The Cisco ISE solution includes node deployment with the following ISE variants:
In very simple terms the Cisco ISE licensing model is described below but all the information from Cisco can be found here in the licensing section of the admin manual.
The Cisco ISE licensing model allows the user to purchase licenses based on enterprise needs and requirements. There are two ways to use the license. Traditional or Smart.
- Traditional lic ensing involves the user importing a license into the device
- Smart licensing is where you manage a Cisco account that contains all the information about the license you purchased for deployment.
Licenses are counted as simultaneous active sessions. An active session is one for which a RADIUS count start has been received, but a RADIUS count stop has not yet been received.

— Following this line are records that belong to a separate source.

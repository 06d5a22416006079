//! Retrieval sidecar core: ingestion control, atomic snapshot publication
//! and the hybrid query pipeline.
//!
//! The live index is an immutable [`Snapshot`] behind a single slot; a
//! rebuild assembles the next snapshot off to the side and publishes it with
//! one store, so readers always observe the chunk index, page index and
//! document list together.

pub mod api;
mod ingest;
pub mod llm;
pub mod retriever;

use std::path::PathBuf;
use std::sync::atomic::{AtomicBool, Ordering};
use std::sync::{Arc, RwLock};

use chrono::Utc;
use embedding_provider::embedder::Embedder;
use passage_index::Snapshot;
use tracing::{error, info};

use crate::api::{ChunkDebug, DocumentSummary, HealthReport, RebuildAck, RetrievedPassage};

#[derive(Debug, thiserror::Error)]
pub enum ServiceError {
    #[error("query cannot be empty")]
    EmptyQuery,
    #[error("knowledge base not loaded yet")]
    IndexNotReady,
    #[error("rebuild already in progress")]
    RebuildInProgress,
    #[error("embedding backend failure: {0}")]
    Embed(String),
    #[error("ingest failure: {0}")]
    Ingest(String),
    #[error("index failure: {0}")]
    Index(String),
}

#[derive(Debug, Clone)]
pub struct SidecarConfig {
    /// Directory scanned (recursively) for `*.pdf` sources.
    pub docs_dir: PathBuf,
    /// Directory holding the per-document chunk/embedding cache.
    pub cache_dir: PathBuf,
    /// Tag baked into cache file names; bump on any semantic change to the
    /// embedding model, window geometry or fact extraction.
    pub cache_version: String,
    pub chunk_width: usize,
    pub chunk_overlap: usize,
    pub min_page_words: usize,
    pub final_top_k: usize,
    pub fusion_weight_lexical: f32,
    pub fusion_weight_dense: f32,
    /// Page-level rescue engages below this top fused score.
    pub low_score_threshold: f32,
    /// Result slots held back from primary fill for keyword rescue.
    pub reserved_rescue_slots: usize,
}

impl Default for SidecarConfig {
    fn default() -> Self {
        Self {
            docs_dir: PathBuf::from("docs"),
            cache_dir: PathBuf::from(".cache"),
            cache_version: "embed-v1-280w".into(),
            chunk_width: 280,
            chunk_overlap: 60,
            min_page_words: 40,
            final_top_k: 15,
            fusion_weight_lexical: 0.5,
            fusion_weight_dense: 0.5,
            low_score_threshold: 0.6,
            reserved_rescue_slots: 5,
        }
    }
}

pub struct RetrievalSidecar {
    cfg: SidecarConfig,
    embedder: Arc<dyn Embedder>,
    live: RwLock<Option<Arc<Snapshot>>>,
    rebuilding: AtomicBool,
}

impl RetrievalSidecar {
    pub fn new(cfg: SidecarConfig, embedder: Arc<dyn Embedder>) -> Self {
        Self {
            cfg,
            embedder,
            live: RwLock::new(None),
            rebuilding: AtomicBool::new(false),
        }
    }

    pub fn config(&self) -> &SidecarConfig {
        &self.cfg
    }

    /// The currently published snapshot, if any rebuild has completed.
    pub fn snapshot(&self) -> Option<Arc<Snapshot>> {
        self.live.read().unwrap().clone()
    }

    /// Run the query pipeline against the live snapshot.
    pub fn retrieve(
        &self,
        query: &str,
        top_k: usize,
    ) -> Result<Vec<RetrievedPassage>, ServiceError> {
        if query.trim().is_empty() {
            return Err(ServiceError::EmptyQuery);
        }
        let snapshot = self
            .snapshot()
            .filter(|snapshot| !snapshot.chunk_index.is_empty())
            .ok_or(ServiceError::IndexNotReady)?;
        retriever::retrieve(
            &snapshot,
            self.embedder.as_ref(),
            &self.cfg,
            query,
            top_k.max(1),
        )
    }

    /// Rebuild synchronously and publish the new snapshot.
    pub fn rebuild(&self) -> Result<RebuildAck, ServiceError> {
        self.acquire_rebuild_flag()?;
        let outcome = self.rebuild_and_publish();
        self.rebuilding.store(false, Ordering::SeqCst);
        outcome.map(|chunks_total| RebuildAck {
            status: "rebuilt".into(),
            chunks_total,
            docs: self.document_names(),
            started_at: Utc::now().to_rfc3339(),
        })
    }

    /// Trigger a rebuild on a dedicated worker thread.
    ///
    /// The acknowledgement carries the chunk total of the snapshot that is
    /// live at trigger time; readers keep that snapshot until the worker
    /// publishes the new one.
    pub fn rebuild_in_background(self: Arc<Self>) -> Result<RebuildAck, ServiceError> {
        self.acquire_rebuild_flag()?;
        let ack = RebuildAck {
            status: "rebuild started".into(),
            chunks_total: self.chunk_total(),
            docs: self.document_names(),
            started_at: Utc::now().to_rfc3339(),
        };
        let worker = Arc::clone(&self);
        std::thread::spawn(move || {
            if let Err(err) = worker.rebuild_and_publish() {
                error!(error = %err, "background rebuild failed, previous snapshot stays live");
            }
            worker.rebuilding.store(false, Ordering::SeqCst);
        });
        Ok(ack)
    }

    fn acquire_rebuild_flag(&self) -> Result<(), ServiceError> {
        self.rebuilding
            .compare_exchange(false, true, Ordering::SeqCst, Ordering::SeqCst)
            .map(|_| ())
            .map_err(|_| ServiceError::RebuildInProgress)
    }

    fn rebuild_and_publish(&self) -> Result<usize, ServiceError> {
        let snapshot = ingest::run_rebuild(&self.cfg, self.embedder.as_ref())?;
        let total = snapshot.chunk_index.len();
        *self.live.write().unwrap() = Some(Arc::new(snapshot));
        info!(chunks = total, "published new index snapshot");
        Ok(total)
    }

    fn chunk_total(&self) -> usize {
        self.snapshot().map_or(0, |snapshot| snapshot.chunk_index.len())
    }

    fn document_names(&self) -> Vec<String> {
        self.snapshot().map_or_else(Vec::new, |snapshot| {
            snapshot
                .documents
                .iter()
                .map(|doc| doc.doc_name.clone())
                .collect()
        })
    }

    pub fn health(&self) -> HealthReport {
        let chunks = self.chunk_total();
        HealthReport {
            status: if chunks > 0 { "ok" } else { "loading" }.into(),
            chunks,
            docs: self.document_names(),
            model: self.embedder.info().model_id.clone(),
            cache_dir: self.cfg.cache_dir.display().to_string(),
        }
    }

    pub fn documents(&self) -> Vec<DocumentSummary> {
        self.snapshot().map_or_else(Vec::new, |snapshot| {
            snapshot
                .documents
                .iter()
                .map(|doc| DocumentSummary {
                    doc_id: doc.doc_id.0.clone(),
                    doc_name: doc.doc_name.clone(),
                    chunks: doc.chunk_count,
                })
                .collect()
        })
    }

    /// Debug listing of every indexed chunk, contextual content truncated.
    pub fn chunks_debug(&self) -> Vec<ChunkDebug> {
        self.snapshot().map_or_else(Vec::new, |snapshot| {
            snapshot
                .chunk_index
                .passages()
                .iter()
                .map(|passage| ChunkDebug {
                    id: passage.chunk_id.0.clone(),
                    page: passage.page_num,
                    doc: passage.doc_name.clone(),
                    title: passage.section_title.clone(),
                    words: passage.raw_content.split_whitespace().count(),
                    ctx: passage.contextual_content.chars().take(150).collect(),
                })
                .collect()
        })
    }
}
//! LLUDP I/O and Platform Abstraction
//!
//! UDP socket wrapper, monotonic timing, periodic timers, and the outgoing
//! throttle used by the transport layer.

pub mod socket;
pub mod time;

pub use socket::{SocketError, UdpEndpointSocket};
pub use time::{RateLimiter, Timer, Timestamp};
//! Transfer manager
//!
//! Drives both asset protocols over one circuit: Xfer byte streams (download
//! and grant-gated upload) and transaction-keyed Transfer downloads, plus
//! asset upload. A pump thread consumes the transport's subscriber channel;
//! terminal outcomes fan out on event channels, exactly once per transfer.

use crate::config::AssetConfig;
use crate::download::AssetRequestParams;
use crate::reassembly::{Accepted, Reassembler};
use crate::sink::AssetSink;
use crate::status::TransferStatus;
use crate::upload::{UploadQueue, UploadStream};
use crate::xfer::{xfer_id_for_transaction, XferChunkOutcome, XferDownloads};
use crate::TransferError;
use bytes::Bytes;
use crossbeam::channel::{unbounded, Receiver, RecvTimeoutError, Sender};
use lludp_protocol::Message;
use lludp_transport::ReliableTransport;
use parking_lot::Mutex;
use std::collections::HashMap;
use std::sync::atomic::{AtomicBool, Ordering};
use std::sync::Arc;
use std::thread::{self, JoinHandle};
use std::time::Duration;
use tracing::{debug, trace, warn};
use uuid::Uuid;

/// How often the pump thread runs its housekeeping tick
const PUMP_INTERVAL: Duration = Duration::from_millis(100);

/// Terminal outcome of one transfer
#[derive(Debug, Clone)]
pub enum TransferEvent {
    XferDownloadDone {
        xfer_id: u64,
        status: TransferStatus,
        data: Vec<u8>,
    },
    XferUploadDone {
        transaction_id: Uuid,
        status: TransferStatus,
    },
    AssetDownloadDone {
        transaction_id: Uuid,
        status: TransferStatus,
        data: Vec<u8>,
    },
    /// The simulator acknowledged an asset upload
    AssetUploadAcked {
        asset_id: Uuid,
        asset_type: i8,
        status: TransferStatus,
    },
}

struct TransferMeta {
    asset_key: Uuid,
    asset_type: i32,
    /// Chunks that raced ahead of their info header
    early: Vec<(u32, TransferStatus, Bytes)>,
    declared: bool,
}

/// Transfer-protocol downloads keyed by transaction id
#[derive(Default)]
struct TransferDownloads {
    reassembler: Reassembler<Uuid>,
    meta: HashMap<Uuid, TransferMeta>,
}

struct Inner {
    transport: ReliableTransport,
    config: AssetConfig,
    sink: Arc<dyn AssetSink>,
    xfer_downloads: Mutex<XferDownloads>,
    uploads: Mutex<UploadQueue>,
    transfers: Mutex<TransferDownloads>,
    subscribers: Mutex<Vec<Sender<TransferEvent>>>,
    running: AtomicBool,
    pump: Mutex<Option<JoinHandle<()>>>,
}

/// Asset transfer frontend for one circuit.
///
/// Cheap to clone; all clones share the underlying state.
#[derive(Clone)]
pub struct TransferManager {
    inner: Arc<Inner>,
}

| Lifetime | indefinitely |
| Number of sessions | unlimited |
| ISE Admin guide | Download |
Cisco Identity Services Engine (ISE) is a server-based product. Using ISE, you can have a Cisco ISE appliance or virtual machine that enables you to create and enforce access policies for end devices connected to the corporate network. In short, ISE is a network administration product that helps network administrators create and enforce security and access policies for end devices that are connected to a switch or router on the corporate network.
As a network administrator, this question comes up when you see the ISE product suite. In very layman's terms, you can control who can access your network and when they do what they can access or what types of access rights are configured for them. Cisco ISE can authenticate wired, wireless, and VPN users. In terms of scalability, it can scale to millions of endpoints. Based on multiple factors, including certificate validity, MAC address, or device profiling, a network administrator can quickly identify a machine and determine which VLAN it is placed in. Any machine that fails the authentication check will be placed on the guest VLAN or simply denied access to the network.